Gracias a la Sala 40, Churchill podía leer todos los mensajes enemigos. Se pasaba allí muchas horas de madrugada estudiando la información obtenida. Muchas cartas marinas, con localizaciones de barcos y submarinos enemigos, llevan comentarios con su firma, como prueba de que había estudiado el caso y recomendaba que se atendiera la localización como cierta. Ésa era su forma de mirar qué sucedía “al otro lado de la colina”, como contestó Wellington a un subordinado que le preguntó dónde estaban sus pensamientos un mediodía que miraba ensimismado hacia el monte de Azán desde Las Torres, al sur de Salamanca.

En Octubre de 1914, cuando la guerra rugía en Europa desde hacía tres meses, barcos alemanes, utilizando bases turcas, atacaron puertos rusos en el mar Negro, causando varias masacres de civiles. El gobierno inglés pidió que los barcos se retiraran, puesto que Rusia era una aliada de Inglaterra y, como los turcos no hicieron nada, les declararon la guerra. El mismo día, y para que no quedase todo en retórica, Churchill envió desde Chipre tres barcos a bombardear los fuertes en la boca del estrecho de los Dardanelos, que comunica el Mediterráneo con el mar Negro. Un tiro de fortuna cayó en el arsenal del fuerte más importante y todos sus cañones quedaron inutilizados. Los barcos se retiraron, puesto que sólo habían ido a hacer un gesto, pero en Londres quedó la idea de que esos fuertes eran vulnerables. Poco a poco, fue madurando el concepto de derrotar al Imperio Otomano y tomar a los Imperios Centrales por la retaguardia.
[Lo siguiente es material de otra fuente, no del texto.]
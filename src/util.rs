//! Wall-Clock Time Helpers
//!
//! The engine timestamps entries with wall-clock time (unix nanoseconds)
//! rather than a monotonic clock, because expiration times travel over the
//! wire and must be meaningful to clients.

use std::time::{SystemTime, UNIX_EPOCH};

/// Returns the current wall-clock time as unix nanoseconds.
#[inline]
pub fn now_nanos() -> i64 {
    SystemTime::now()
        .duration_since(UNIX_EPOCH)
        .map(|d| d.as_nanos() as i64)
        .unwrap_or(0)
}

/// Returns the current wall-clock time as unix milliseconds.
#[inline]
pub fn now_millis() -> i64 {
    now_nanos() / 1_000_000
}

/// Returns the current wall-clock time as unix seconds.
#[inline]
pub fn now_unix_secs() -> i64 {
    now_nanos() / 1_000_000_000
}

/// Compares two byte slices in constant time.
///
/// The comparison touches every byte regardless of where the first
/// mismatch occurs, so the running time leaks nothing about the secret.
/// Slices of different lengths compare unequal (length is not secret).
#[inline]
pub fn constant_time_eq(a: &[u8], b: &[u8]) -> bool {
    if a.len() != b.len() {
        return false;
    }
    a.iter().zip(b.iter()).fold(0u8, |acc, (x, y)| acc | (x ^ y)) == 0
}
Churchill se hizo entusiasta de la idea, ya que encajaba con su romanticismo conquistar Constantinopla, seguir la ruta de los Argonautas por la costa del mar Negro y remontar el valle del Danubio hacia Viena (aparte de quedarse con todas las posesiones del Imperio Turco).
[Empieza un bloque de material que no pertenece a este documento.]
//! Payload Field Encoding
//!
//! Request and response payloads are flat field sequences. Strings are
//! length-prefixed with a big-endian u16, values with a big-endian u32:
//!
//! ```text
//! SET:      token, bucket, key, ttl_be64, single_read_u8, value_be32
//! GET/DEL:  token, bucket, key
//! VALUE:    key, ttl_be64, created_be64, expires_be64, single_read_u8, value_be32
//! ```
//!
//! Decoders never index past what they have checked; any short field
//! surfaces as [`ProtocolError::Truncated`] and closes the request with
//! a bad-request status rather than a panic.

use crate::protocol::frame::ProtocolError;
use bytes::{BufMut, Bytes, BytesMut};

/// A decoded SET payload.
#[derive(Debug, Clone, PartialEq, Eq)]
pub struct SetRequest {
    pub token: String,
    pub bucket: String,
    pub key: String,
    /// TTL in whole seconds; 0 = never expires
    pub ttl: i64,
    pub single_read: bool,
    pub value: Bytes,
}

/// A decoded GET or DELETE payload.
#[derive(Debug, Clone, PartialEq, Eq)]
pub struct KeyRequest {
    pub token: String,
    pub bucket: String,
    pub key: String,
}

/// The body of a successful GET response.
#[derive(Debug, Clone, PartialEq, Eq)]
pub struct ValueResponse {
    pub key: String,
    /// TTL in whole seconds as originally requested
    pub ttl: i64,
    /// Unix seconds
    pub created_at: i64,
    /// Unix seconds; 0 = never expires
    pub expires_at: i64,
    pub single_read: bool,
    pub value: Bytes,
}

fn put_string(buf: &mut BytesMut, s: &str) {
    debug_assert!(s.len() <= u16::MAX as usize);
    buf.put_u16(s.len() as u16);
    buf.put_slice(s.as_bytes());
}

fn read_string<'a>(data: &'a [u8], offset: &mut usize) -> Result<&'a str, ProtocolError> {
    let len = read_u16(data, offset)? as usize;
    let end = *offset + len;
    if data.len() < end {
        return Err(ProtocolError::Truncated("string body"));
    }
    let s = std::str::from_utf8(&data[*offset..end])
        .map_err(|_| ProtocolError::Malformed("string is not utf-8"))?;
    *offset = end;
    Ok(s)
}

fn read_u16(data: &[u8], offset: &mut usize) -> Result<u16, ProtocolError> {
    let end = *offset + 2;
    if data.len() < end {
        return Err(ProtocolError::Truncated("u16 field"));
    }
    let v = u16::from_be_bytes([data[*offset], data[*offset + 1]]);
    *offset = end;
    Ok(v)
}

fn read_u32(data: &[u8], offset: &mut usize) -> Result<u32, ProtocolError> {
    let end = *offset + 4;
    if data.len() < end {
        return Err(ProtocolError::Truncated("u32 field"));
    }
    let mut bytes = [0u8; 4];
    bytes.copy_from_slice(&data[*offset..end]);
    *offset = end;
    Ok(u32::from_be_bytes(bytes))
}

fn read_u64(data: &[u8], offset: &mut usize) -> Result<u64, ProtocolError> {
    let end = *offset + 8;
    if data.len() < end {
        return Err(ProtocolError::Truncated("u64 field"));
    }
    let mut bytes = [0u8; 8];
    bytes.copy_from_slice(&data[*offset..end]);
    *offset = end;
    Ok(u64::from_be_bytes(bytes))
}

fn read_u8(data: &[u8], offset: &mut usize) -> Result<u8, ProtocolError> {
    let v = *data
        .get(*offset)
        .ok_or(ProtocolError::Truncated("u8 field"))?;
    *offset += 1;
    Ok(v)
}

pub fn encode_set_payload(req: &SetRequest) -> Bytes {
    let mut buf = BytesMut::with_capacity(
        2 + req.token.len() + 2 + req.bucket.len() + 2 + req.key.len() + 8 + 1 + 4
            + req.value.len(),
    );
    put_string(&mut buf, &req.token);
    put_string(&mut buf, &req.bucket);
    put_string(&mut buf, &req.key);
    buf.put_i64(req.ttl);
    buf.put_u8(req.single_read as u8);
    buf.put_u32(req.value.len() as u32);
    buf.put_slice(&req.value);
    buf.freeze()
}

pub fn decode_set_payload(data: &[u8]) -> Result<SetRequest, ProtocolError> {
    let mut offset = 0;
    let token = read_string(data, &mut offset)?.to_string();
    let bucket = read_string(data, &mut offset)?.to_string();
    let key = read_string(data, &mut offset)?.to_string();
    let ttl = read_u64(data, &mut offset)? as i64;
    let single_read = read_u8(data, &mut offset)? == 1;

    let value_len = read_u32(data, &mut offset)? as usize;
    let end = offset + value_len;
    if data.len() < end {
        return Err(ProtocolError::Truncated("value body"));
    }
    let value = Bytes::copy_from_slice(&data[offset..end]);

    Ok(SetRequest {
        token,
        bucket,
        key,
        ttl,
        single_read,
        value,
    })
}

pub fn encode_key_payload(req: &KeyRequest) -> Bytes {
    let mut buf =
        BytesMut::with_capacity(2 + req.token.len() + 2 + req.bucket.len() + 2 + req.key.len());
    put_string(&mut buf, &req.token);
    put_string(&mut buf, &req.bucket);
    put_string(&mut buf, &req.key);
    buf.freeze()
}

pub fn decode_key_payload(data: &[u8]) -> Result<KeyRequest, ProtocolError> {
    let mut offset = 0;
    let token = read_string(data, &mut offset)?.to_string();
    let bucket = read_string(data, &mut offset)?.to_string();
    let key = read_string(data, &mut offset)?.to_string();
    Ok(KeyRequest { token, bucket, key })
}

pub fn encode_value_response(resp: &ValueResponse) -> Bytes {
    let mut buf =
        BytesMut::with_capacity(2 + resp.key.len() + 8 + 8 + 8 + 1 + 4 + resp.value.len());
    put_string(&mut buf, &resp.key);
    buf.put_i64(resp.ttl);
    buf.put_i64(resp.created_at);
    buf.put_i64(resp.expires_at);
    buf.put_u8(resp.single_read as u8);
    buf.put_u32(resp.value.len() as u32);
    buf.put_slice(&resp.value);
    buf.freeze()
}

pub fn decode_value_response(data: &[u8]) -> Result<ValueResponse, ProtocolError> {
    let mut offset = 0;
    let key = read_string(data, &mut offset)?.to_string();
    let ttl = read_u64(data, &mut offset)? as i64;
    let created_at = read_u64(data, &mut offset)? as i64;
    let expires_at = read_u64(data, &mut offset)? as i64;
    let single_read = read_u8(data, &mut offset)? == 1;

    let value_len = read_u32(data, &mut offset)? as usize;
    let end = offset + value_len;
    if data.len() < end {
        return Err(ProtocolError::Truncated("value body"));
    }
    let value = Bytes::copy_from_slice(&data[offset..end]);

    Ok(ValueResponse {
        key,
        ttl,
        created_at,
        expires_at,
        single_read,
        value,
    })
}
Constantinopla estaba al otro lado de un pequeño mar, llamado Mar de Mármara. Para acceder a ese mar desde el Mediterráneo hay que recorrer un pasillo de agua de sólo un kilómetro de ancho y unos treinta de largo, llamado Estrecho de los Dardanelos. El plan de Churchill fue sugerido por el comandante sobre el terreno y era que una cortina de pequeños barcos quitara las innumerables minas que cerraban el pasillo mientras una flota de grandes acorazados se batía con los fuertes de las orillas para protegerlos. Churchill quería enviar tropas terrestres que desembarcaran por sorpresa y apoyaran a la flota, pero Kitchener le dijo que no hacían falta. El 16 de Febrero de 1915, una flota inglesa penetró en los estrechos, recibiendo fuego a bocajarro desde los dos lados y devolviéndolo con igual saña. Pronto se vio que los fuertes eran muy difíciles de destruir y que los dragaminas no podían trabajar correctamente bajo el fuego continuo. Varias minas olvidadas por la primera línea dañaron buques de la escolta y la flota se retiró. Dos intentos más cosecharon parecido resultado.
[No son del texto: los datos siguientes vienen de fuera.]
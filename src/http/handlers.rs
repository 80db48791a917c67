//! HTTP/JSON Handlers
//!
//! The request/response surface over the same bucket manager the TCP
//! transport uses. Bucket-scoped endpoints authenticate through the
//! `X-Bucket-Token` header, accepting the bucket's shared token (hex or
//! base64url) or a signed token when a secret is configured.

use crate::auth::TokenAuthenticator;
use crate::bucket::{decode_token, BucketManager, BucketMetadata};
use crate::error::StoreError;
use crate::storage::ShardedStore;
use axum::extract::{Path, State};
use axum::http::{HeaderMap, StatusCode};
use axum::response::{IntoResponse, Response};
use axum::Json;
use bytes::Bytes;
use serde::{Deserialize, Serialize};
use std::sync::Arc;
use std::time::Duration;
use tracing::debug;

/// Header carrying the bucket token.
pub const BUCKET_TOKEN_HEADER: &str = "x-bucket-token";

/// Shared state for every handler.
#[derive(Debug, Clone)]
pub struct AppState {
    pub buckets: Arc<BucketManager>,
    pub tokens: Option<Arc<TokenAuthenticator>>,
}

/// `StoreError` carried through axum's response machinery.
#[derive(Debug)]
pub struct ApiError(StoreError);

impl From<StoreError> for ApiError {
    fn from(err: StoreError) -> Self {
        Self(err)
    }
}

impl IntoResponse for ApiError {
    fn into_response(self) -> Response {
        let status = match self.0 {
            StoreError::InvalidBucketName
            | StoreError::InvalidKey(_)
            | StoreError::InvalidValue(_)
            | StoreError::InvalidTtl
            | StoreError::CannotDeleteDefault => StatusCode::BAD_REQUEST,
            StoreError::Unauthorized => StatusCode::UNAUTHORIZED,
            StoreError::BucketNotFound | StoreError::KeyNotFound => StatusCode::NOT_FOUND,
            StoreError::BucketAlreadyExists => StatusCode::CONFLICT,
        };
        let body = Json(ErrorResponse {
            error: self.0.to_string(),
        });
        (status, body).into_response()
    }
}

#[derive(Debug, Serialize)]
pub struct ErrorResponse {
    pub error: String,
}

#[derive(Debug, Deserialize)]
pub struct CreateBucketRequest {
    pub name: String,
    #[serde(default)]
    pub description: String,
    #[serde(default)]
    pub shard_count: usize,
}

#[derive(Debug, Serialize)]
pub struct CreateBucketResponse {
    #[serde(flatten)]
    pub bucket: BucketMetadata,
    /// Shown exactly once; the server keeps no retrievable copy
    pub auth_token: String,
}

#[derive(Debug, Deserialize)]
pub struct DeleteBucketRequest {
    pub auth_token: String,
}

#[derive(Debug, Deserialize)]
pub struct CreateKvRequest {
    pub key: String,
    /// Value bytes as a JSON string
    pub value: String,
    /// TTL in whole seconds; 0 or absent = never expires
    #[serde(default)]
    pub ttl: i64,
    #[serde(default)]
    pub single_read: bool,
}

#[derive(Debug, Serialize)]
pub struct KvResponse {
    pub key: String,
    pub value: String,
    pub ttl: i64,
    pub created_at: i64,
    pub expires_at: i64,
    pub single_read: bool,
}

/// Resolves the `X-Bucket-Token` header to the bucket's store.
fn authorize(
    state: &AppState,
    headers: &HeaderMap,
    bucket: &str,
) -> Result<Arc<ShardedStore>, ApiError> {
    let token = headers
        .get(BUCKET_TOKEN_HEADER)
        .and_then(|v| v.to_str().ok())
        .ok_or(StoreError::Unauthorized)?;

    if let Some(raw) = decode_token(token) {
        if let Some(store) = state.buckets.authenticate_and_get_store(bucket, &raw) {
            return Ok(store);
        }
    }
    if let Some(auth) = &state.tokens {
        if auth.validate(token, bucket) {
            if let Some(store) = state.buckets.get_store(bucket) {
                return Ok(store);
            }
        }
    }

    debug!(bucket, "rejected bucket token");
    Err(StoreError::Unauthorized.into())
}

/// POST /api/buckets
pub async fn create_bucket(
    State(state): State<AppState>,
    Json(req): Json<CreateBucketRequest>,
) -> Result<(StatusCode, Json<CreateBucketResponse>), ApiError> {
    let (bucket, auth_token) =
        state
            .buckets
            .create_bucket(req.name.trim(), &req.description, req.shard_count)?;

    Ok((
        StatusCode::CREATED,
        Json(CreateBucketResponse { bucket, auth_token }),
    ))
}

/// GET /api/buckets
pub async fn list_buckets(State(state): State<AppState>) -> Json<Vec<BucketMetadata>> {
    Json(state.buckets.list_buckets())
}

/// GET /api/buckets/{bucket}
pub async fn get_bucket(
    State(state): State<AppState>,
    Path(bucket): Path<String>,
) -> Result<Json<BucketMetadata>, ApiError> {
    state
        .buckets
        .get_bucket(&bucket)
        .map(Json)
        .ok_or_else(|| StoreError::BucketNotFound.into())
}

/// DELETE /api/buckets/{bucket}
pub async fn delete_bucket(
    State(state): State<AppState>,
    Path(bucket): Path<String>,
    Json(req): Json<DeleteBucketRequest>,
) -> Result<StatusCode, ApiError> {
    let token = decode_token(&req.auth_token).ok_or(StoreError::Unauthorized)?;
    state.buckets.delete_bucket(&bucket, &token)?;
    Ok(StatusCode::NO_CONTENT)
}

/// POST /api/buckets/{bucket}/kv
pub async fn set_kv(
    State(state): State<AppState>,
    Path(bucket): Path<String>,
    headers: HeaderMap,
    Json(req): Json<CreateKvRequest>,
) -> Result<StatusCode, ApiError> {
    if req.ttl < 0 {
        return Err(StoreError::InvalidTtl.into());
    }
    let store = authorize(&state, &headers, &bucket)?;

    let key = req.key.trim().to_string();
    store.set(
        key,
        Bytes::from(req.value.into_bytes()),
        Duration::from_secs(req.ttl as u64),
        req.single_read,
    )?;
    Ok(StatusCode::CREATED)
}

/// GET /api/buckets/{bucket}/kv/{key}
pub async fn get_kv(
    State(state): State<AppState>,
    Path((bucket, key)): Path<(String, String)>,
    headers: HeaderMap,
) -> Result<Json<KvResponse>, ApiError> {
    let store = authorize(&state, &headers, &bucket)?;
    let entry = store.get(&key).ok_or(StoreError::KeyNotFound)?;

    Ok(Json(KvResponse {
        key: entry.key.clone(),
        value: String::from_utf8_lossy(&entry.value).into_owned(),
        ttl: entry.ttl_nanos / 1_000_000_000,
        created_at: entry.created_at / 1_000_000_000,
        expires_at: entry.expires_at / 1_000_000_000,
        single_read: entry.single_read,
    }))
}

/// DELETE /api/buckets/{bucket}/kv/{key}
pub async fn delete_kv(
    State(state): State<AppState>,
    Path((bucket, key)): Path<(String, String)>,
    headers: HeaderMap,
) -> Result<StatusCode, ApiError> {
    let store = authorize(&state, &headers, &bucket)?;
    if !store.delete(&key) {
        return Err(StoreError::KeyNotFound.into());
    }
    Ok(StatusCode::NO_CONTENT)
}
Perdido el factor sorpresa, Churchill desestimó los desembarcos y ordenó que se intentase otra vez un ataque puramente naval, esta vez con más medios y más sistemático ya que no era cuestión de ir deprisa sino de limpiar bien. Si se acumulaban barcos suficientes, la potencia de fuego sería tan brutal que las orillas quedarían planchadas. Desgraciadamente, sus subordinados y Fisher a la cabeza, no deseaban arriesgar sus queridos barcos en aquellos duelos a bocajarro en un canal lleno de minas. Le dijeron que era un disparate y que debían lanzarse desembarcos terrestres de forma inmediata para neutralizar los fuertes y sobre todo las baterías móviles, que cambiaban de emplazamiento cuando el fuego de los barcos empezaba a precisarlas.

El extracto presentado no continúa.